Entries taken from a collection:
BEGIN
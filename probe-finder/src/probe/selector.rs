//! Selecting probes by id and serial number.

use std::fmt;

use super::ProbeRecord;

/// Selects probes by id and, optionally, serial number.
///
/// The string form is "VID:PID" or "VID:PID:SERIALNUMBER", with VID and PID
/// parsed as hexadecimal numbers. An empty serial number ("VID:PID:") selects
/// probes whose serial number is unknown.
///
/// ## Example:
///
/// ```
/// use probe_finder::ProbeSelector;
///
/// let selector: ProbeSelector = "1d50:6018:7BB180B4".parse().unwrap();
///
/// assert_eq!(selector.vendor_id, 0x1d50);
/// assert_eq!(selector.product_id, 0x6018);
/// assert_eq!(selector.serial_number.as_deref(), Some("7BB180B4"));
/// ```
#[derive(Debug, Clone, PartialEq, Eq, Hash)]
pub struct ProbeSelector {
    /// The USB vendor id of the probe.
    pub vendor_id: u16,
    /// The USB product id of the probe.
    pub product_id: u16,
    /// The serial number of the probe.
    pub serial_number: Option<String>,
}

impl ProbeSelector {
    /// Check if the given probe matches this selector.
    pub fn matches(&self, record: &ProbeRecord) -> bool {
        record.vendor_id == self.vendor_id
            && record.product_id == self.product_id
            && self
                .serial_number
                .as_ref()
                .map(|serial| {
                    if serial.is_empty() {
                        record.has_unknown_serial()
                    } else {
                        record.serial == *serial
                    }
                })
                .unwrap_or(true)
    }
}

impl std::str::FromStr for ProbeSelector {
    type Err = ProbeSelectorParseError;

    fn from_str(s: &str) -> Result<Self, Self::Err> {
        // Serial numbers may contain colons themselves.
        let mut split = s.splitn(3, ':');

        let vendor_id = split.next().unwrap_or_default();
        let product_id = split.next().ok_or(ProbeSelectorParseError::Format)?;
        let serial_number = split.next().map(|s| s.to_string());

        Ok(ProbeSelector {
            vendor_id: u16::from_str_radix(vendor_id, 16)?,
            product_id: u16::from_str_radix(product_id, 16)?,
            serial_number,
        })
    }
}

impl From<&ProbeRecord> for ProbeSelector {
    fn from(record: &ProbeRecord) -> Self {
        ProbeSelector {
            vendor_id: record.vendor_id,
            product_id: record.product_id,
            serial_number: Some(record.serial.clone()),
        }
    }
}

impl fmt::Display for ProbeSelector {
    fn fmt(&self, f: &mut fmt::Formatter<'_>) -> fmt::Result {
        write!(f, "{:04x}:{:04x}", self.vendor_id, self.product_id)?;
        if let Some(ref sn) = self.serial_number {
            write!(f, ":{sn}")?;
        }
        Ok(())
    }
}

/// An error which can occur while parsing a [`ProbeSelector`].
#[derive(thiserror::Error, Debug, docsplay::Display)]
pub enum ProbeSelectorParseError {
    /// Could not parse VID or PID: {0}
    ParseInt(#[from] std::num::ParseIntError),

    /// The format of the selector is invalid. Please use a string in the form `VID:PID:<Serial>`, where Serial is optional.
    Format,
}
END
# WHAT TO WORK ON:
Where a line of the data above includes the string "split", pull it out.

# TASK RESULT:
        let mut split = s.splitn(3, ':');
        let vendor_id = split.next().unwrap_or_default();
        let product_id = split.next().ok_or(ProbeSelectorParseError::Format)?;
        let serial_number = split.next().map(|s| s.to_string());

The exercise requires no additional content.